I'd like to add, it's really nice when good people get recognized purely for their work, rather than because they're loud enough to be noticed. I very much appreciate people like yourself that take the time to look for the quiet ones like this.
Thank you so much again for your efforts, I sound brash but this really is inspiring and as you demonstrated and have indicated, we can all use our free time to easily make the world a little more accurate and better.

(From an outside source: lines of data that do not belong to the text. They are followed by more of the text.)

//! Consolidation: compressing dormant graph regions into summary nodes
//!
//! A node moves `active → dormant → candidate → compressed`, then either
//! back to active by restoration or to permanently superseded once its
//! restorable window closes. There is no shortcut from active to compressed.

mod compress;
mod config;
mod eligibility;
mod planning;
mod state;
mod summary;

pub use compress::{check_compression_batch, compress_batch, CompressionOutcome};
pub use config::{
    get_compression_config, graph_size_tier, CandidateRequirements, ClusteringRules, CompressionConfig,
    GraphSizeTier, NeverCompressRules, RetentionRules,
};
pub use eligibility::{
    count_strong_active_edges, is_compression_candidate, is_never_compress, is_strong_active_edge,
    meets_compression_requirements,
};
pub use planning::{plan_compression_batches, CompressionBatch, CompressionCandidate};
pub use state::{
    compression_phase, create_compression_state, is_restorable, restore_compression_state, CompressionPhase,
    NodeCompressionState,
};
pub use summary::{
    calculate_aggregated_weight, create_edge_record, create_summary_node, truncate_title, CompressedEdgeRecord,
    SummaryContent, SummaryId, SummaryKind, SummaryNode, TemporalSpan, SUMMARY_ID_PREFIX, SUMMARY_TITLE_MAX_CHARS,
};
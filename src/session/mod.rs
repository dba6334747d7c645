//! Session access logs and temporal-edge inference
//!
//! Working memory hands over a sealed session: an ordered log of node
//! accesses. Inside a session, consecutive accesses close in time are linked
//! both ways with `temporal_adjacent` edges. Across two sessions that resume
//! the same topic cluster within a day, `temporal_continuation` edges run
//! from the earlier session's nodes to the later one's.

mod inference;

pub use inference::{
    continuation_eligibility, create_session_temporal_edges, detect_continuation_edges,
    has_session_ended, ContinuationEligibility,
};

use crate::graph::NodeId;
use chrono::{DateTime, Utc};
use serde::{Deserialize, Serialize};

/// One access in a session log.
#[derive(Debug, Clone, PartialEq, Serialize, Deserialize)]
pub struct SessionNode {
    pub node_id: NodeId,
    #[serde(default, skip_serializing_if = "Option::is_none")]
    pub cluster_id: Option<String>,
    pub accessed_at: DateTime<Utc>,
}

impl SessionNode {
    pub fn new(node_id: impl Into<NodeId>, accessed_at: DateTime<Utc>) -> Self {
        Self {
            node_id: node_id.into(),
            cluster_id: None,
            accessed_at,
        }
    }

    pub fn in_cluster(mut self, cluster_id: impl Into<String>) -> Self {
        self.cluster_id = Some(cluster_id.into());
        self
    }
}

/// A bounded access log. Input only; never persisted by the engine.
#[derive(Debug, Clone, PartialEq, Serialize, Deserialize)]
pub struct Session {
    #[serde(default)]
    pub id: String,
    pub start: DateTime<Utc>,
    pub end: DateTime<Utc>,
    pub accessed_nodes: Vec<SessionNode>,
}

impl Session {
    pub fn new(id: impl Into<String>, start: DateTime<Utc>, end: DateTime<Utc>) -> Self {
        Self {
            id: id.into(),
            start,
            end,
            accessed_nodes: Vec::new(),
        }
    }

    pub fn with_access(mut self, node: SessionNode) -> Self {
        self.accessed_nodes.push(node);
        self
    }

    /// Accesses ordered by time (stable for ties).
    pub fn sorted_accesses(&self) -> Vec<&SessionNode> {
        let mut nodes: Vec<&SessionNode> = self.accessed_nodes.iter().collect();
        nodes.sort_by_key(|n| n.accessed_at);
        nodes
    }

    /// Time of the most recent access, if any.
    pub fn last_access(&self) -> Option<DateTime<Utc>> {
        self.accessed_nodes.iter().map(|n| n.accessed_at).max()
    }
}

Glad that the information was preserved in the magazines, usenet messages and just text files. That will not happen with the modern web software, the internet is the dark ages of our time. All those Java,Flash amazing pieces of software and the stories of their creators will be gone long before the internet dies from LLM slop.
And Geocities, Vine, Google+, Anglefire, Tripod, Xoom, Homestead, Lycos communities, AOL Hometown, MSN Groups, 50megs.com, etc, etc.... not to mention small specialty sites like em411.com. All that content/history, just poof.
They found the Vine archives recently. Doesn't mean they'll get uploaded as Musk wants the new Vine to just be AI waifus. But the files still exist on a disk or tape somewhere.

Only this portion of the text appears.